Print the whole listing, character for character.

##### Excerpted data

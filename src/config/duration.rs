// src/config/duration.rs

use std::time::Duration;

/// Parse a duration such as `"250ms"`, `"1s"`, `"2m"` or `"1h"`.
pub fn parse_duration(s: &str) -> Result<Duration, String> {
    let s = s.trim();
    if s.is_empty() {
        return Err("empty duration string".to_string());
    }

    // Find the boundary between digits and suffix.
    let idx = s
        .chars()
        .position(|c| !c.is_ascii_digit())
        .ok_or_else(|| "duration missing unit suffix".to_string())?;

    let (num_part, unit_part) = s.split_at(idx);
    let value: u64 = num_part
        .parse()
        .map_err(|e| format!("invalid duration number '{}': {}", num_part, e))?;
    let unit = unit_part.trim().to_lowercase();

    let seconds_per_unit = match unit.as_str() {
        "ms" => return Ok(Duration::from_millis(value)),
        "s" => 1,
        "m" => 60,
        "h" => 60 * 60,
        _ => {
            return Err(format!(
                "unsupported duration unit '{}'; expected ms, s, m, or h",
                unit
            ));
        }
    };

    value
        .checked_mul(seconds_per_unit)
        .map(Duration::from_secs)
        .ok_or_else(|| format!("duration '{}' is too large", s))
}

#[cfg(test)]
mod tests {
    use super::*;

    #[test]
    fn units() {
        assert_eq!(parse_duration("250ms").unwrap(), Duration::from_millis(250));
        assert_eq!(parse_duration(" 2s ").unwrap(), Duration::from_secs(2));
        assert_eq!(parse_duration("3m").unwrap(), Duration::from_secs(180));
        assert_eq!(parse_duration("1h").unwrap(), Duration::from_secs(3600));
    }

    #[test]
    fn rejects_missing_or_unknown_unit() {
        assert!(parse_duration("10").is_err());
        assert!(parse_duration("10d").is_err());
        assert!(parse_duration("ms").is_err());
        assert!(parse_duration("").is_err());
    }

    #[test]
    fn huge_values_are_errors_not_overflows() {
        let err = parse_duration(&format!("{}h", u64::MAX / 60)).unwrap_err();
        assert!(err.contains("too large"), "{err}");
        assert!(parse_duration(&format!("{}m", u64::MAX)).is_err());
        assert_eq!(
            parse_duration(&format!("{}s", u64::MAX)).unwrap(),
            Duration::from_secs(u64::MAX)
        );
    }
}
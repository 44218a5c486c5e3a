// src/exec/backend.rs

//! Pluggable process backend.
//!
//! The orchestrator talks to a [`ProcessSpawner`] instead of
//! `tokio::process` directly, so tests can drive it with scripted fake
//! processes. [`CommandSpawner`] is the production implementation.

use std::path::PathBuf;
use std::process::Stdio;

use anyhow::Context;
use tokio::process::{Child, Command};
use tokio::sync::mpsc;
use tokio::task::JoinHandle;
use tracing::info;

use crate::dag::ScheduledTask;
use crate::engine::{OutputChunk, StreamKind};
use crate::errors::Result;
use crate::exec::stream::spawn_chunk_reader;

/// A started task process.
pub trait ProcessHandle: Send {
    /// Non-blocking exit check.
    ///
    /// Returns `Some(exit_code)` once the process has exited and all of its
    /// output has been forwarded; the code is `None` when the process was
    /// killed by a signal.
    fn try_exit(&mut self) -> Result<Option<Option<i32>>>;
}

/// Starts one process per scheduled task.
pub trait ProcessSpawner: Send {
    /// Start the task. Output chunks must be sent to `output_tx`.
    fn spawn(
        &mut self,
        task: &ScheduledTask,
        output_tx: mpsc::Sender<OutputChunk>,
    ) -> Result<Box<dyn ProcessHandle>>;
}

/// Runs `<program> <args...> <task name>` in `bin_dir`.
#[derive(Debug, Clone)]
pub struct CommandSpawner {
    program: PathBuf,
    args: Vec<String>,
    bin_dir: PathBuf,
}

impl CommandSpawner {
    pub fn new(program: impl Into<PathBuf>, args: Vec<String>, bin_dir: impl Into<PathBuf>) -> Self {
        Self {
            program: program.into(),
            args,
            bin_dir: bin_dir.into(),
        }
    }
}

impl ProcessSpawner for CommandSpawner {
    fn spawn(
        &mut self,
        task: &ScheduledTask,
        output_tx: mpsc::Sender<OutputChunk>,
    ) -> Result<Box<dyn ProcessHandle>> {
        info!(
            task = %task.name,
            program = %self.program.display(),
            bin_dir = %self.bin_dir.display(),
            "starting task process"
        );

        let mut cmd = Command::new(&self.program);
        cmd.args(&self.args)
            .arg(&task.name)
            .current_dir(&self.bin_dir)
            .stdin(Stdio::null())
            .stdout(Stdio::piped())
            .stderr(Stdio::piped())
            .kill_on_drop(true);

        let mut child = cmd
            .spawn()
            .with_context(|| format!("spawning process for task '{}'", task.name))?;

        let mut readers = Vec::with_capacity(2);
        if let Some(stdout) = child.stdout.take() {
            readers.push(spawn_chunk_reader(
                task.name.clone(),
                StreamKind::Stdout,
                stdout,
                output_tx.clone(),
            ));
        }
        if let Some(stderr) = child.stderr.take() {
            readers.push(spawn_chunk_reader(
                task.name.clone(),
                StreamKind::Stderr,
                stderr,
                output_tx,
            ));
        }

        Ok(Box::new(ChildProcess { child, readers }))
    }
}

struct ChildProcess {
    child: Child,
    readers: Vec<JoinHandle<()>>,
}

impl ProcessHandle for ChildProcess {
    fn try_exit(&mut self) -> Result<Option<Option<i32>>> {
        let status = self
            .child
            .try_wait()
            .context("polling task process")?;

        match status {
            Some(status) if self.readers.iter().all(|r| r.is_finished()) => {
                Ok(Some(status.code()))
            }
            _ => Ok(None),
        }
    }
}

##########

* Solved exercise:
filename src/config/duration.rs
// src/config/duration.rs

use std::time::Duration;

/// Parse a duration such as `"250ms"`, `"1s"`, `"2m"` or `"1h"`.
pub fn parse_duration(s: &str) -> Result<Duration, String> {
    let s = s.trim();
    if s.is_empty() {
        return Err("empty duration string".to_string());
    }

    // Find the boundary between digits and suffix.
    let idx = s
        .chars()
        .position(|c| !c.is_ascii_digit())
        .ok_or_else(|| "duration missing unit suffix".to_string())?;

    let (num_part, unit_part) = s.split_at(idx);
    let value: u64 = num_part
        .parse()
        .map_err(|e| format!("invalid duration number '{}': {}", num_part, e))?;
    let unit = unit_part.trim().to_lowercase();

    let seconds_per_unit = match unit.as_str() {
        "ms" => return Ok(Duration::from_millis(value)),
        "s" => 1,
        "m" => 60,
        "h" => 60 * 60,
        _ => {
            return Err(format!(
                "unsupported duration unit '{}'; expected ms, s, m, or h",
                unit
            ));
        }
    };

    value
        .checked_mul(seconds_per_unit)
        .map(Duration::from_secs)
        .ok_or_else(|| format!("duration '{}' is too large", s))
}

#[cfg(test)]
mod tests {
    use super::*;

    #[test]
    fn units() {
        assert_eq!(parse_duration("250ms").unwrap(), Duration::from_millis(250));
        assert_eq!(parse_duration(" 2s ").unwrap(), Duration::from_secs(2));
        assert_eq!(parse_duration("3m").unwrap(), Duration::from_secs(180));
        assert_eq!(parse_duration("1h").unwrap(), Duration::from_secs(3600));
    }

    #[test]
    fn rejects_missing_or_unknown_unit() {
        assert!(parse_duration("10").is_err());
        assert!(parse_duration("10d").is_err());
        assert!(parse_duration("ms").is_err());
        assert!(parse_duration("").is_err());
    }

    #[test]
    fn huge_values_are_errors_not_overflows() {
        let err = parse_duration(&format!("{}h", u64::MAX / 60)).unwrap_err();
        assert!(err.contains("too large"), "{err}");
        assert!(parse_duration(&format!("{}m", u64::MAX)).is_err());
        assert_eq!(
            parse_duration(&format!("{}s", u64::MAX)).unwrap(),
            Duration::from_secs(u64::MAX)
        );
    }
}
repository 44218a5c486c5e3a
// src/exec/backend.rs

//! Pluggable process backend.
//!
//! The orchestrator talks to a [`ProcessSpawner`] instead of
//! `tokio::process` directly, so tests can drive it with scripted fake
//! processes. [`CommandSpawner`] is the production implementation.

use std::path::PathBuf;
use std::process::Stdio;

use anyhow::Context;
use tokio::process::{Child, Command};
use tokio::sync::mpsc;
use tokio::task::JoinHandle;
use tracing::info;

use crate::dag::ScheduledTask;
use crate::engine::{OutputChunk, StreamKind};
use crate::errors::Result;
use crate::exec::stream::spawn_chunk_reader;

/// A started task process.
pub trait ProcessHandle: Send {
    /// Non-blocking exit check.
    ///
    /// Returns `Some(exit_code)` once the process has exited and all of its
    /// output has been forwarded; the code is `None` when the process was
    /// killed by a signal.
    fn try_exit(&mut self) -> Result<Option<Option<i32>>>;
}

/// Starts one process per scheduled task.
pub trait ProcessSpawner: Send {
    /// Start the task. Output chunks must be sent to `output_tx`.
    fn spawn(
        &mut self,
        task: &ScheduledTask,
        output_tx: mpsc::Sender<OutputChunk>,
    ) -> Result<Box<dyn ProcessHandle>>;
}

/// Runs `<program> <args...> <task name>` in `bin_dir`.
#[derive(Debug, Clone)]
pub struct CommandSpawner {
    program: PathBuf,
    args: Vec<String>,
    bin_dir: PathBuf,
}

impl CommandSpawner {
    pub fn new(program: impl Into<PathBuf>, args: Vec<String>, bin_dir: impl Into<PathBuf>) -> Self {
        Self {
            program: program.into(),
            args,
            bin_dir: bin_dir.into(),
        }
    }
}

impl ProcessSpawner for CommandSpawner {
    fn spawn(
        &mut self,
        task: &ScheduledTask,
        output_tx: mpsc::Sender<OutputChunk>,
    ) -> Result<Box<dyn ProcessHandle>> {
        info!(
            task = %task.name,
            program = %self.program.display(),
            bin_dir = %self.bin_dir.display(),
            "starting task process"
        );

        let mut cmd = Command::new(&self.program);
        cmd.args(&self.args)
            .arg(&task.name)
            .current_dir(&self.bin_dir)
            .stdin(Stdio::null())
            .stdout(Stdio::piped())
            .stderr(Stdio::piped())
            .kill_on_drop(true);

        let mut child = cmd
            .spawn()
            .with_context(|| format!("spawning process for task '{}'", task.name))?;

        let mut readers = Vec::with_capacity(2);
        if let Some(stdout) = child.stdout.take() {
            readers.push(spawn_chunk_reader(
                task.name.clone(),
                StreamKind::Stdout,
                stdout,
                output_tx.clone(),
            ));
        }
        if let Some(stderr) = child.stderr.take() {
            readers.push(spawn_chunk_reader(
                task.name.clone(),
                StreamKind::Stderr,
                stderr,
                output_tx,
            ));
        }

        Ok(Box::new(ChildProcess { child, readers }))
    }
}

struct ChildProcess {
    child: Child,
    readers: Vec<JoinHandle<()>>,
}

impl ProcessHandle for ChildProcess {
    fn try_exit(&mut self) -> Result<Option<Option<i32>>> {
        let status = self
            .child
            .try_wait()
            .context("polling task process")?;

        match status {
            Some(status) if self.readers.iter().all(|r| r.is_finished()) => {
                Ok(Some(status.code()))
            }
            _ => Ok(None),
        }
    }
}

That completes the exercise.